If you need to use a laptop or other device without mobile internet connectivity and there is no Wi-Fi, a great option is to tether your phone via a cable or Bluetooth and use your smartphone's internet connection. Naturally, a 4G connection with faster speeds would be more ideal in that situation, as you will be getting almost a home broadband or Wi-Fi-style experience.
A dedicated 4G mobile wireless dongle, otherwise known as mobile Wi-Fi, can also be used to ensure you have your own internet hotspot to take with you wherever you go. As long as there is coverage, you will be able to connect to the internet.
Not only do faster speeds improve gaming experiences on tablets and phones, with the ability to upload and download scores, Facebook integration, game updates and more, the lower latency offered by 4G services means that multiplayer online games are more feasible.
First person shooters like N.O.V.A. 3 and Modern Combat 5: Blackout offer console-like multiplayer match-ups, with players competing live with and against each other over the internet and latency is essential for ensuring that play is smooth and uninterrupted. Many live multiplayer games won't even let you play against others on 3G.
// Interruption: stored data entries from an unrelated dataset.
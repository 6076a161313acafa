#[cfg(test)]
mod tests {
    use std::f32::consts::{FRAC_PI_2, PI};

    use glam::Vec3;

    use crate::config::{ConfigError, SimConfig};
    use crate::constants::*;
    use crate::enums::*;
    use crate::events::SimEvent;
    use crate::input::InputSnapshot;
    use crate::state::SimSnapshot;
    use crate::types::*;

    // ---- Angles ----

    #[test]
    fn test_normalize_angle_range() {
        let samples = [
            0.0, PI, -PI, 3.0 * PI, -3.0 * PI, 7.5, -7.5, 1000.0, -1000.0, 1e-7, -1e-7,
        ];
        for a in samples {
            let n = normalize_angle(a);
            assert!(n > -PI && n <= PI, "normalize({a}) = {n} out of (-π, π]");
        }
        assert_eq!(normalize_angle(-PI), PI, "-π maps onto the closed end");
        assert_eq!(normalize_angle(f32::NAN), 0.0);
        assert_eq!(normalize_angle(f32::INFINITY), 0.0);
    }

    #[test]
    fn test_normalize_angle_idempotent() {
        for i in -500..500 {
            let a = i as f32 * 0.037;
            let once = normalize_angle(a);
            assert_eq!(once, normalize_angle(once), "not idempotent at {a}");
        }
    }

    #[test]
    fn test_clamp_dt() {
        assert_eq!(clamp_dt(0.016), 0.016);
        assert_eq!(clamp_dt(5.0), MAX_DT);
        assert_eq!(clamp_dt(-1.0), 0.0);
        assert_eq!(clamp_dt(f64::NAN), 0.0);
    }

    // ---- Orientation ----

    #[test]
    fn test_orientation_identity_faces_neg_z() {
        let q = orientation_from_euler(0.0, 0.0, 0.0);
        let fwd = q * Vec3::NEG_Z;
        assert!((fwd - Vec3::NEG_Z).length() < 1e-6);
    }

    #[test]
    fn test_orientation_pitch_up_raises_nose() {
        let q = orientation_from_euler(0.3, 0.0, 0.0);
        let fwd = q * Vec3::NEG_Z;
        assert!(fwd.y > 0.0, "positive pitch should point the nose up, got {fwd}");
    }

    #[test]
    fn test_orientation_yaw_then_pitch_order() {
        // Yaw a quarter turn left, then pitch up: nose points left and up.
        let q = orientation_from_euler(0.4, FRAC_PI_2, 0.0);
        let fwd = q * Vec3::NEG_Z;
        assert!(fwd.x < -0.8, "yaw +90° turns the nose to -X, got {fwd}");
        assert!(fwd.y > 0.3, "pitch stays relative to the yawed frame, got {fwd}");
        assert!(fwd.z.abs() < 1e-5);
    }

    #[test]
    fn test_orientation_positive_roll_lowers_right_wing() {
        let q = orientation_from_euler(0.0, 0.0, 0.5);
        let right = q * Vec3::X;
        assert!(right.y < 0.0, "positive roll banks right, got {right}");
        // Roll about the nose never moves the nose.
        assert!(((q * Vec3::NEG_Z) - Vec3::NEG_Z).length() < 1e-6);
    }

    // ---- Shapes ----

    #[test]
    fn test_aabb_sphere_intersection() {
        let b = Aabb::new(Vec3::ZERO, Vec3::new(5.0, 10.0, 5.0));
        assert!(b.intersects_sphere(Vec3::new(0.0, 0.0, 0.0), 1.0), "inside");
        assert!(b.intersects_sphere(Vec3::new(6.0, 0.0, 0.0), 1.5), "overlapping face");
        assert!(!b.intersects_sphere(Vec3::new(7.0, 0.0, 0.0), 1.5), "clear of face");
        assert!(!b.intersects_sphere(Vec3::new(6.0, 0.0, 0.0), 1.0), "touching is not overlap");
        // Corner case: sphere near the corner diagonal but outside.
        assert!(!b.intersects_sphere(Vec3::new(6.0, 11.0, 6.0), 1.5));
    }

    #[test]
    fn test_aabb_negative_extents_are_normalised() {
        let b = Aabb::new(Vec3::ZERO, Vec3::new(-2.0, -2.0, -2.0));
        assert_eq!(b.half_extents, Vec3::splat(2.0));
        assert!(b.intersects_sphere(Vec3::new(2.5, 0.0, 0.0), 1.0));
    }

    #[test]
    fn test_sphere_intersection() {
        let s = Sphere::new(Vec3::ZERO, 3.0);
        assert!(s.intersects_sphere(Vec3::new(3.4, 0.0, 0.0), 0.5));
        assert!(!s.intersects_sphere(Vec3::new(3.6, 0.0, 0.0), 0.5));
    }

    // ---- Aircraft ----

    #[test]
    fn test_aircraft_default_is_spawn() {
        let a = AircraftState::default();
        assert_eq!(a.position, Vec3::from_array(SPAWN_POSITION));
        assert_eq!(a.speed, SPAWN_SPEED);
        assert!(!a.recovering);
        assert!(a.last_collision_secs.is_none());
        assert!((a.forward() - Vec3::NEG_Z).length() < 1e-6);
    }

    // ---- Input ----

    #[test]
    fn test_input_axes() {
        let input = InputSnapshot {
            pitch_up: true,
            roll_left: true,
            throttle_up: true,
            throttle_down: true,
            ..Default::default()
        };
        let axes = input.axes();
        assert_eq!(axes.pitch, 1.0);
        assert_eq!(axes.roll, -1.0);
        assert_eq!(axes.throttle, 0.0, "opposing keys cancel");
    }

    // ---- Config ----

    #[test]
    fn test_config_partial_json_keeps_defaults() {
        let config = SimConfig::from_json_str(r#"{ "seed": 7, "weapons": { "fire_cooldown_secs": 0.5 } }"#)
            .unwrap();
        assert_eq!(config.seed, 7);
        assert_eq!(config.weapons.fire_cooldown_secs, 0.5);
        assert_eq!(config.weapons.projectile_speed, PROJECTILE_SPEED);
        assert_eq!(config.adversaries.population_floor, POPULATION_FLOOR);
    }

    #[test]
    fn test_config_rejects_inverted_speed_band() {
        let err = SimConfig::from_json_str(r#"{ "flight": { "min_speed": 90.0, "max_speed": 20.0 } }"#)
            .unwrap_err();
        assert!(matches!(err, ConfigError::Invalid(_)), "got {err}");
    }

    #[test]
    fn test_config_parse_error() {
        let err = SimConfig::from_json_str("{ not json").unwrap_err();
        assert!(matches!(err, ConfigError::Parse(_)));
    }

    #[test]
    fn test_config_missing_file() {
        let err = SimConfig::from_path("/definitely/not/here.json").unwrap_err();
        assert!(matches!(err, ConfigError::Io { .. }));
    }

    #[test]
    fn test_config_sanitize_clamps() {
        let mut config = SimConfig::default();
        config.time_scale = 10.0;
        config.flight.max_pitch = 3.0;
        config.flight.collision_speed_factor = 2.0;
        config.adversaries.wander_weight = -0.2;
        config.weapons.projectile_lifetime_secs = -1.0;
        let config = config.sanitized();
        assert_eq!(config.time_scale, 4.0);
        assert!(config.flight.max_pitch < FRAC_PI_2);
        assert_eq!(config.flight.collision_speed_factor, 1.0);
        assert_eq!(config.adversaries.wander_weight, 0.0);
        assert_eq!(config.weapons.projectile_lifetime_secs, 0.0);
    }

    // ---- Serde ----

    #[test]
    fn test_sim_event_is_tagged() {
        let event = SimEvent::Collision {
            kind: CollisionKind::Building,
            position: Vec3::new(1.0, 2.0, 3.0),
        };
        let json = serde_json::to_string(&event).unwrap();
        assert!(json.contains(r#""type":"Collision""#), "got {json}");
        let back: SimEvent = serde_json::from_str(&json).unwrap();
        assert_eq!(back, event);
    }

    #[test]
    fn test_default_snapshot_serializes() {
        let snapshot = SimSnapshot::default();
        let json = serde_json::to_string(&snapshot).unwrap();
        assert!(json.contains("\"status\":\"Playing\""));
    }

    #[test]
    fn test_status_terminal() {
        assert!(GameStatus::Victory.is_terminal());
        assert!(GameStatus::Defeat.is_terminal());
        assert!(!GameStatus::Paused.is_terminal());
        assert_eq!(CameraMode::Chase.toggled(), CameraMode::Free);
    }
}
//! Game loop thread: runs the simulation engine at `TICK_RATE` Hz.
//!
//! The engine is created inside this thread so it never crosses a thread
//! boundary. Commands arrive via an `mpsc` channel. The latest snapshot is
//! stored in shared state for polling.

use std::sync::mpsc;
use std::sync::{Arc, Mutex};
use std::thread::JoinHandle;
use std::time::{Duration, Instant};

use tracing::{debug, info};

use skyfire_core::config::SimConfig;
use skyfire_core::constants::{NOMINAL_DT, TICK_RATE};
use skyfire_core::input::InputSource;
use skyfire_core::state::SimSnapshot;

use crate::layout::Building;
use crate::runner::{self, RunSummary};
use crate::state::GameLoopCommand;

/// Nominal duration of one tick at 1x speed.
pub const TICK_DURATION: Duration = Duration::from_nanos(1_000_000_000 / TICK_RATE as u64);

/// Everything the loop needs to build its engine.
pub struct LoopSetup {
    pub config: SimConfig,
    pub buildings: Vec<Building>,
    pub input: Box<dyn InputSource + Send>,
    /// Stop after this many ticks. `None` runs until shutdown.
    pub max_ticks: Option<u64>,
}

/// Spawns the game loop in a new thread.
///
/// Returns the command sender and a handle yielding the run summary.
pub fn spawn_game_loop(
    setup: LoopSetup,
    latest_snapshot: Arc<Mutex<Option<SimSnapshot>>>,
) -> (mpsc::Sender<GameLoopCommand>, JoinHandle<RunSummary>) {
    let (cmd_tx, cmd_rx) = mpsc::channel::<GameLoopCommand>();

    let handle = std::thread::Builder::new()
        .name("skyfire-game-loop".into())
        .spawn(move || run_game_loop(setup, cmd_rx, &latest_snapshot))
        .expect("Failed to spawn game loop thread");

    (cmd_tx, handle)
}

/// The game loop. Runs until Shutdown, channel disconnect or the tick limit.
fn run_game_loop(
    setup: LoopSetup,
    cmd_rx: mpsc::Receiver<GameLoopCommand>,
    latest_snapshot: &Mutex<Option<SimSnapshot>>,
) -> RunSummary {
    let LoopSetup {
        config,
        buildings,
        mut input,
        max_ticks,
    } = setup;
    let mut engine = runner::build_engine(config, &buildings);
    let mut summary = RunSummary::default();
    let mut next_tick_time = Instant::now();
    info!(rate = TICK_RATE, "game loop started");

    loop {
        if max_ticks.is_some_and(|max| summary.ticks >= max) {
            info!(ticks = summary.ticks, "tick limit reached");
            return summary;
        }

        // 1. Drain pending commands; the last injected input wins.
        let mut injected = None;
        loop {
            match cmd_rx.try_recv() {
                Ok(GameLoopCommand::Input(snapshot)) => injected = Some(snapshot),
                Ok(GameLoopCommand::Shutdown) => {
                    info!(ticks = summary.ticks, "game loop shut down");
                    return summary;
                }
                Err(mpsc::TryRecvError::Empty) => break,
                Err(mpsc::TryRecvError::Disconnected) => {
                    debug!("command channel closed");
                    return summary;
                }
            }
        }

        // 2. Advance one tick (the engine handles pause semantics internally)
        let tick_input = injected.unwrap_or_else(|| input.sample());
        let snapshot = engine.tick(NOMINAL_DT, &tick_input);
        summary.record(&snapshot);

        // 3. Store latest snapshot for polling
        if let Ok(mut lock) = latest_snapshot.lock() {
            *lock = Some(snapshot);
        }

        // 4. Sleep until next tick, adjusting for time_scale
        let time_scale = engine.time_scale();
        let effective_tick_duration = if time_scale > 0.001 {
            TICK_DURATION.div_f64(time_scale)
        } else {
            TICK_DURATION
        };

        next_tick_time += effective_tick_duration;
        let now = Instant::now();
        if next_tick_time > now {
            std::thread::sleep(next_tick_time - now);
        } else if now - next_tick_time > effective_tick_duration * 2 {
            // Too far behind; reset to avoid a catch-up spiral.
            next_tick_time = now;
        }
    }
}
READ: Find out more about 4G
4. Video streaming
Although it is possible to watch TV and movies streamed from services such as BBC iPlayer and Netflix over a 3G connection, you will undoubtedly get a better experience when using 4G. Most if not all video streaming services use adaptive picture technologies, which means that the picture quality differs depending on the strength and speed of the internet connection.
While Netflix recommends a minimum broadband connection of 5Mbps for HD-quality video streaming and the UK national average for 3G is 6.1Mbps, that is not going to be achieved at all times and will dip below that top speed depending where you are. That will result in the film or TV show you are watching to revert to SD quality at times. Indeed, with the higher latency, you might even experience buffering. And in our experience using 3G to watch streamed video, you might not even get the video to play.
The national average speed for 4G is 15.1Mbps, which is more than enough to ensure a stable HD-quality stream, even when it dips a little. The video can also take less time to start on 4G.
Sometimes when out and about you might need to download large files. We've often needed to download an app or two when not near a Wi-Fi hotspot and while some phones restrict downloads to a maximum amount over a mobile connection, in order to preserve user data limits, they will often still allow downloads around 100MB, which will take over two minutes using a 3G connection (according to UK average). The same 100MB file will take less than a minute using a 4G connection (based on the UK average speed). Some 4G connections, such as EE's 4G+ service would munch through it in less than 30 seconds.
6. Picture uploading
One of the things that most cloud services offer is instant picture uploading. Whenever you take a picture with your smartphone, not only does it store it to your phone's internal drive, you can have it automatically save onto your Google Drive, iCloud, Amazon Cloud, Dropbox or another cloud storage solution.
This is a smooth process when connected to 4G but we've found that it can take ages when connected via 3G or even not happen at all until you get to a Wi-Fi connection.
That's because the upload speeds offered by 4G are very impressive, often dramatically better even than home broadband. EE's average upload speed in recent nationwide tests were 14.7Mbps, which means that a full resolution picture taken on a phone (which tends to be less than 2MB in size) will take less than a second to upload. The average upload speed for 3G is 1.6Mbps. The same picture therefore would take 10 seconds or more to upload.